◆ DESCRIPTION OF THE TASK
Your task is to transcribe the data in full.

◆ SUPPLIED RECORDS

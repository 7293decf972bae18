use chrono::{Duration, Utc};
use uuid::Uuid;

use crate::models::{Event, EventStatus, NewEvent, Pricing, Ticket};
use crate::store::TicketStore;

pub fn draft_input(host_id: Uuid, capacity: i32) -> NewEvent {
    let start = Utc::now() + Duration::hours(1);
    NewEvent {
        host_id,
        title: "Warehouse session".to_string(),
        description: Some("Doors at eight".to_string()),
        location: "Unit 7".to_string(),
        start_time: start,
        end_time: start + Duration::hours(4),
        capacity,
        pricing: Pricing::Free,
    }
}

pub async fn published_event(
    store: &dyn TicketStore,
    host_id: Uuid,
    capacity: i32,
    staff: Vec<Uuid>,
) -> Event {
    let now = Utc::now();
    let event = store
        .create_event(draft_input(host_id, capacity), now)
        .await
        .unwrap();
    store
        .transition_event(event.id, &[EventStatus::Draft], EventStatus::Published, now)
        .await
        .unwrap()
        .unwrap();
    store
        .set_event_staff(event.id, &staff, now)
        .await
        .unwrap()
        .unwrap()
}

/// Issues a single ticket with a fixed number to a fresh attendee.
pub async fn book_one(store: &dyn TicketStore, event: &Event, ticket_number: &str) -> Ticket {
    let ticket = Ticket::issue(ticket_number.to_string(), event.id, Uuid::new_v4(), Utc::now());
    store
        .reserve_and_issue(event.id, vec![ticket], Utc::now())
        .await
        .unwrap()
        .expect("event has room")
        .remove(0)
}
//! Extractors whose rejections are rendered in the API error envelope.

use axum::extract::rejection::{JsonRejection, PathRejection, QueryRejection};
use axum::extract::{FromRequest, FromRequestParts};

use crate::utils::AppError;

#[derive(Debug, FromRequest)]
#[from_request(via(axum::Json), rejection(AppError))]
pub struct AppJson<T>(pub T);

#[derive(Debug, FromRequestParts)]
#[from_request(via(axum::extract::Path), rejection(AppError))]
pub struct AppPath<T>(pub T);

#[derive(Debug, FromRequestParts)]
#[from_request(via(axum::extract::Query), rejection(AppError))]
pub struct AppQuery<T>(pub T);

impl From<JsonRejection> for AppError {
    fn from(rejection: JsonRejection) -> Self {
        AppError::ValidationError(rejection.body_text())
    }
}

impl From<PathRejection> for AppError {
    fn from(rejection: PathRejection) -> Self {
        AppError::ValidationError(rejection.body_text())
    }
}

impl From<QueryRejection> for AppError {
    fn from(rejection: QueryRejection) -> Self {
        AppError::ValidationError(rejection.body_text())
    }
}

◆ FINISHED EXERCISE
repository 7293decf972bae18
use chrono::{Duration, Utc};
use uuid::Uuid;

use crate::models::{Event, EventStatus, NewEvent, Pricing, Ticket};
use crate::store::TicketStore;

pub fn draft_input(host_id: Uuid, capacity: i32) -> NewEvent {
    let start = Utc::now() + Duration::hours(1);
    NewEvent {
        host_id,
        title: "Warehouse session".to_string(),
        description: Some("Doors at eight".to_string()),
        location: "Unit 7".to_string(),
        start_time: start,
        end_time: start + Duration::hours(4),
        capacity,
        pricing: Pricing::Free,
    }
}

pub async fn published_event(
    store: &dyn TicketStore,
    host_id: Uuid,
    capacity: i32,
    staff: Vec<Uuid>,
) -> Event {
    let now = Utc::now();
    let event = store
        .create_event(draft_input(host_id, capacity), now)
        .await
        .unwrap();
    store
        .transition_event(event.id, &[EventStatus::Draft], EventStatus::Published, now)
        .await
        .unwrap()
        .unwrap();
    store
        .set_event_staff(event.id, &staff, now)
        .await
        .unwrap()
        .unwrap()
}

/// Issues a single ticket with a fixed number to a fresh attendee.
pub async fn book_one(store: &dyn TicketStore, event: &Event, ticket_number: &str) -> Ticket {
    let ticket = Ticket::issue(ticket_number.to_string(), event.id, Uuid::new_v4(), Utc::now());
    store
        .reserve_and_issue(event.id, vec![ticket], Utc::now())
        .await
        .unwrap()
        .expect("event has room")
        .remove(0)
}
//! Extractors whose rejections are rendered in the API error envelope.

use axum::extract::rejection::{JsonRejection, PathRejection, QueryRejection};
use axum::extract::{FromRequest, FromRequestParts};

use crate::utils::AppError;

#[derive(Debug, FromRequest)]
#[from_request(via(axum::Json), rejection(AppError))]
pub struct AppJson<T>(pub T);

#[derive(Debug, FromRequestParts)]
#[from_request(via(axum::extract::Path), rejection(AppError))]
pub struct AppPath<T>(pub T);

#[derive(Debug, FromRequestParts)]
#[from_request(via(axum::extract::Query), rejection(AppError))]
pub struct AppQuery<T>(pub T);

impl From<JsonRejection> for AppError {
    fn from(rejection: JsonRejection) -> Self {
        AppError::ValidationError(rejection.body_text())
    }
}

impl From<PathRejection> for AppError {
    fn from(rejection: PathRejection) -> Self {
        AppError::ValidationError(rejection.body_text())
    }
}

impl From<QueryRejection> for AppError {
    fn from(rejection: QueryRejection) -> Self {
        AppError::ValidationError(rejection.body_text())
    }
}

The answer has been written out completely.